Segment Start: Data under study

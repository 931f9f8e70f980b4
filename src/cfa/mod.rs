//! Type/value abstract interpretation (control flow analysis).
//!
//! This is the analysis the speculative tier runs before code generation.
//! For every node and every live variable at every block boundary it
//! computes a sound over-approximation of the values that can flow there,
//! an [`AbstractValue`], and derives the three things the rest of the
//! tier consumes:
//!
//! - which nodes need a runtime guard (`Node::can_exit`),
//! - which nodes fold to compile-time constants
//!   (`AbstractValue::value` + the `found_constants` signal),
//! - which branches are provably one-directional
//!   (`BasicBlock::branch_direction`).
//!
//! The engine is a classic forward dataflow fixpoint: [`Cfa`] seeds the
//! entry block, then re-interprets blocks ([`AbstractInterpreter`]) and
//! merges their exit states into successor heads until nothing changes.
//! Soundness rests on the merge being monotone and on filters never being
//! applied to bottom values; both are asserted in debug builds.

pub mod abstract_value;
pub mod interpreter;
pub mod propagator;
pub mod state;

pub use abstract_value::AbstractValue;
pub use interpreter::{AbstractInterpreter, MergeMode};
pub use propagator::{merge_to_successors, Cfa, CfaConfig, CfaStats};
pub use state::{NodeValues, VariableState};
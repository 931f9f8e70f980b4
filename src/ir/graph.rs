//! The compilation unit graph.
//!
//! A [`Graph`] owns everything one compilation attempt works on: the node
//! and block arenas, the constant pool, per-slot variable metadata, the
//! shape registry, and the OSR entry descriptors. The graph builder
//! produces it; the analysis treats the topology as immutable and writes
//! only the designated analysis-output fields.

use thiserror::Error;

use super::arena::Arena;
use super::block::{BasicBlock, BlockId};
use super::node::{ConstantId, Node, NodeId, Op, ShapeSetId};
use super::operand::{Operand, Operands};
use crate::shape::{ShapeRegistry, ShapeSet};
use crate::speculation::SpecType;
use crate::value::JsValue;

// =============================================================================
// Variable Metadata
// =============================================================================

/// Profiling-derived facts about one variable slot.
#[derive(Clone, Debug)]
pub struct VariableData {
    /// Types the profiler observed flowing through the slot.
    pub prediction: SpecType,
    /// The slot is observable from outside this compilation unit (closed
    /// over, or aliased by an arguments object). Captured slots widen to
    /// top whenever an arbitrary side effect can run.
    pub is_captured: bool,
    /// The slot is pinned to unboxed double representation.
    pub uses_double_format: bool,
}

impl Default for VariableData {
    fn default() -> Self {
        VariableData {
            prediction: SpecType::TOP,
            is_captured: false,
            uses_double_format: false,
        }
    }
}

// =============================================================================
// OSR Entry
// =============================================================================

/// Externally supplied value assumptions for one on-stack-replacement entry
/// point. The analysis must handle these values in addition to whatever
/// flows in through normal edges.
#[derive(Clone, Debug)]
pub struct OsrEntry {
    pub target: BlockId,
    /// Exact values live in each slot when execution enters here. `None`
    /// means the slot is dead at the entry point.
    pub must_handle: Operands<Option<JsValue>>,
}

// =============================================================================
// Graph Errors
// =============================================================================

/// Structural defects detected by [`Graph::validate`]. Any of these means
/// the builder handed over a malformed graph; the analysis refuses to run.
#[derive(Debug, Clone, PartialEq, Eq, Error)]
pub enum GraphError {
    #[error("block #{0} is empty")]
    EmptyBlock(u32),
    #[error("block #{0} does not end in a terminal operation")]
    MissingTerminal(u32),
    #[error("block #{block} has terminal operation at interior index {index}")]
    InteriorTerminal { block: u32, index: usize },
    #[error("node #{node} has {actual} operands, opcode requires {expected}")]
    ArityMismatch {
        node: u32,
        expected: usize,
        actual: usize,
    },
    #[error("node #{node} references nonexistent operand node #{child}")]
    ChildOutOfRange { node: u32, child: u32 },
    #[error("node #{node} references nonexistent constant {constant}")]
    ConstantOutOfRange { node: u32, constant: ConstantId },
    #[error("node #{node} references nonexistent shape set {set}")]
    ShapeSetOutOfRange { node: u32, set: ShapeSetId },
    #[error("node #{node} references nonexistent block #{target}")]
    BlockTargetOutOfRange { node: u32, target: u32 },
    #[error("block #{block} lists nonexistent node #{node}")]
    NodeOutOfRange { block: u32, node: u32 },
    #[error("node #{node} appears in more than one block")]
    NodeInMultipleBlocks { node: u32 },
    #[error("node #{node} uses operand #{child} from another block; route the value through a variable")]
    CrossBlockOperand { node: u32, child: u32 },
    #[error("node #{node} addresses an out-of-range variable slot")]
    OperandOutOfRange { node: u32 },
    #[error("OSR entry targets nonexistent block #{0}")]
    OsrTargetOutOfRange(u32),
    #[error("OSR entry may not target the entry block")]
    OsrTargetsEntry,
}

// =============================================================================
// Graph
// =============================================================================

/// One compilation unit: nodes, blocks, and the tables their opcode
/// payloads index into.
#[derive(Debug)]
pub struct Graph {
    pub nodes: Arena<Node>,
    pub blocks: Arena<BasicBlock>,
    /// Constant pool referenced by `Op::Constant` / `Op::CheckValue`.
    pub constants: Vec<JsValue>,
    /// Shape-set literals referenced by `Op::CheckShape`.
    pub shape_sets: Vec<ShapeSet>,
    /// Per-slot variable metadata.
    pub variables: Operands<VariableData>,
    pub shapes: ShapeRegistry,
    pub osr_entries: Vec<OsrEntry>,
}

impl Graph {
    /// An empty graph for a unit with the given slot counts.
    pub fn new(num_arguments: usize, num_locals: usize) -> Self {
        Graph {
            nodes: Arena::new(),
            blocks: Arena::new(),
            constants: Vec::new(),
            shape_sets: Vec::new(),
            variables: Operands::new(num_arguments, num_locals),
            shapes: ShapeRegistry::new(),
            osr_entries: Vec::new(),
        }
    }

    /// The unique entry block. By construction this is block zero.
    #[inline]
    pub fn entry_block(&self) -> BlockId {
        BlockId::new(0)
    }

    #[inline]
    pub fn node(&self, id: NodeId) -> &Node {
        &self.nodes[id]
    }

    #[inline]
    pub fn node_mut(&mut self, id: NodeId) -> &mut Node {
        &mut self.nodes[id]
    }

    #[inline]
    pub fn block(&self, id: BlockId) -> &BasicBlock {
        &self.blocks[id]
    }

    #[inline]
    pub fn block_mut(&mut self, id: BlockId) -> &mut BasicBlock {
        &mut self.blocks[id]
    }

    #[inline]
    pub fn constant(&self, id: ConstantId) -> &JsValue {
        &self.constants[id as usize]
    }

    #[inline]
    pub fn shape_set(&self, id: ShapeSetId) -> &ShapeSet {
        &self.shape_sets[id as usize]
    }

    #[inline]
    pub fn num_arguments(&self) -> usize {
        self.variables.num_arguments()
    }

    #[inline]
    pub fn num_locals(&self) -> usize {
        self.variables.num_locals()
    }

    /// The variable slot an opcode reads or writes, if any.
    pub fn operand_of(op: Op) -> Option<Operand> {
        match op {
            Op::GetLocal(operand)
            | Op::GetLocalUnlinked(operand)
            | Op::SetLocal(operand)
            | Op::SetArgument(operand)
            | Op::Phi(operand)
            | Op::Flush(operand)
            | Op::PhantomLocal(operand) => Some(operand),
            _ => None,
        }
    }

    /// Check the structural invariants the analysis relies on.
    ///
    /// Beyond arity and index-range checks, this enforces that every node
    /// belongs to exactly one block and that operand edges never cross
    /// block boundaries: the per-node value cache is only coherent within
    /// the block being interpreted, so cross-block dataflow must go
    /// through variable traffic.
    pub fn validate(&self) -> Result<(), GraphError> {
        let mut owner: Vec<Option<BlockId>> = vec![None; self.nodes.len()];
        for (block_id, block) in self.blocks.iter() {
            for &node_id in &block.nodes {
                if self.nodes.get(node_id).is_none() {
                    return Err(GraphError::NodeOutOfRange {
                        block: block_id.index(),
                        node: node_id.index(),
                    });
                }
                let slot = &mut owner[node_id.as_usize()];
                if slot.is_some() {
                    return Err(GraphError::NodeInMultipleBlocks {
                        node: node_id.index(),
                    });
                }
                *slot = Some(block_id);
            }
        }

        for (block_id, block) in self.blocks.iter() {
            if block.is_empty() {
                return Err(GraphError::EmptyBlock(block_id.index()));
            }
            let last = block.len() - 1;
            for (index, &node_id) in block.nodes.iter().enumerate() {
                let node = self.node(node_id);
                if node.op.is_terminal() && index != last {
                    return Err(GraphError::InteriorTerminal {
                        block: block_id.index(),
                        index,
                    });
                }
                if index == last && !node.op.is_terminal() {
                    return Err(GraphError::MissingTerminal(block_id.index()));
                }
                self.validate_node(node_id, node)?;
                for child in node.children.iter() {
                    if self.nodes.get(child).is_some()
                        && owner.get(child.as_usize()).copied().flatten() != Some(block_id)
                    {
                        return Err(GraphError::CrossBlockOperand {
                            node: node_id.index(),
                            child: child.index(),
                        });
                    }
                }
            }
        }
        for entry in &self.osr_entries {
            if self.blocks.get(entry.target).is_none() {
                return Err(GraphError::OsrTargetOutOfRange(entry.target.index()));
            }
            if entry.target == self.entry_block() {
                return Err(GraphError::OsrTargetsEntry);
            }
        }
        Ok(())
    }

    fn validate_node(&self, id: NodeId, node: &Node) -> Result<(), GraphError> {
        let expected = node.op.arity();
        if node.children.len() != expected {
            return Err(GraphError::ArityMismatch {
                node: id.index(),
                expected,
                actual: node.children.len(),
            });
        }
        for child in node.children.iter() {
            if self.nodes.get(child).is_none() {
                return Err(GraphError::ChildOutOfRange {
                    node: id.index(),
                    child: child.index(),
                });
            }
        }
        if let Some(operand) = Self::operand_of(node.op) {
            if !self.variables.is_in_bounds(operand) {
                return Err(GraphError::OperandOutOfRange { node: id.index() });
            }
        }
        match node.op {
            Op::Constant(c) | Op::CheckValue(c) => {
                if c as usize >= self.constants.len() {
                    return Err(GraphError::ConstantOutOfRange {
                        node: id.index(),
                        constant: c,
                    });
                }
            }
            Op::CheckShape(set) => {
                if set as usize >= self.shape_sets.len() {
                    return Err(GraphError::ShapeSetOutOfRange {
                        node: id.index(),
                        set,
                    });
                }
            }
            Op::Jump(target) => self.validate_target(id, target)?,
            Op::Branch { taken, not_taken } => {
                self.validate_target(id, taken)?;
                self.validate_target(id, not_taken)?;
            }
            _ => {}
        }
        Ok(())
    }

    fn validate_target(&self, node: NodeId, target: BlockId) -> Result<(), GraphError> {
        if self.blocks.get(target).is_none() {
            return Err(GraphError::BlockTargetOutOfRange {
                node: node.index(),
                target: target.index(),
            });
        }
        Ok(())
    }
}

// =============================================================================
// Tests
// =============================================================================

#[cfg(test)]
mod tests {
    use super::*;
    use crate::ir::builder::GraphBuilder;

    #[test]
    fn validate_accepts_minimal_graph() {
        let mut b = GraphBuilder::new(0, 0);
        b.begin_block();
        let v = b.constant(JsValue::Undefined);
        b.ret(v);
        let graph = b.finish();
        assert_eq!(graph.validate(), Ok(()));
    }

    #[test]
    fn validate_rejects_missing_terminal() {
        let mut b = GraphBuilder::new(0, 0);
        b.begin_block();
        b.constant(JsValue::Int32(1));
        let graph = b.finish();
        assert_eq!(graph.validate(), Err(GraphError::MissingTerminal(0)));
    }

    #[test]
    fn validate_rejects_bad_branch_target() {
        let mut b = GraphBuilder::new(0, 0);
        b.begin_block();
        let v = b.constant(JsValue::Boolean(true));
        b.add(
            Op::Branch {
                taken: BlockId::new(7),
                not_taken: BlockId::new(8),
            },
            &[v],
        );
        let graph = b.finish();
        assert!(matches!(
            graph.validate(),
            Err(GraphError::BlockTargetOutOfRange { .. })
        ));
    }

    #[test]
    fn validate_rejects_out_of_range_slot() {
        let mut b = GraphBuilder::new(1, 0);
        b.begin_block();
        let v = b.add(Op::GetLocal(Operand::Local(3)), &[]);
        b.ret(v);
        let graph = b.finish();
        assert!(matches!(
            graph.validate(),
            Err(GraphError::OperandOutOfRange { .. })
        ));
    }
}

Segment End: Data under study

Word for word, set down the lines from the beginning of the records through the line that holds "computes a sound". Leave out the rest.

#### [Output of the task]
repository 931f9f8e70f980b4
filename src/cfa/mod.rs
//! Type/value abstract interpretation (control flow analysis).
//!
//! This is the analysis the speculative tier runs before code generation.
//! For every node and every live variable at every block boundary it
//! computes a sound over-approximation of the values that can flow there,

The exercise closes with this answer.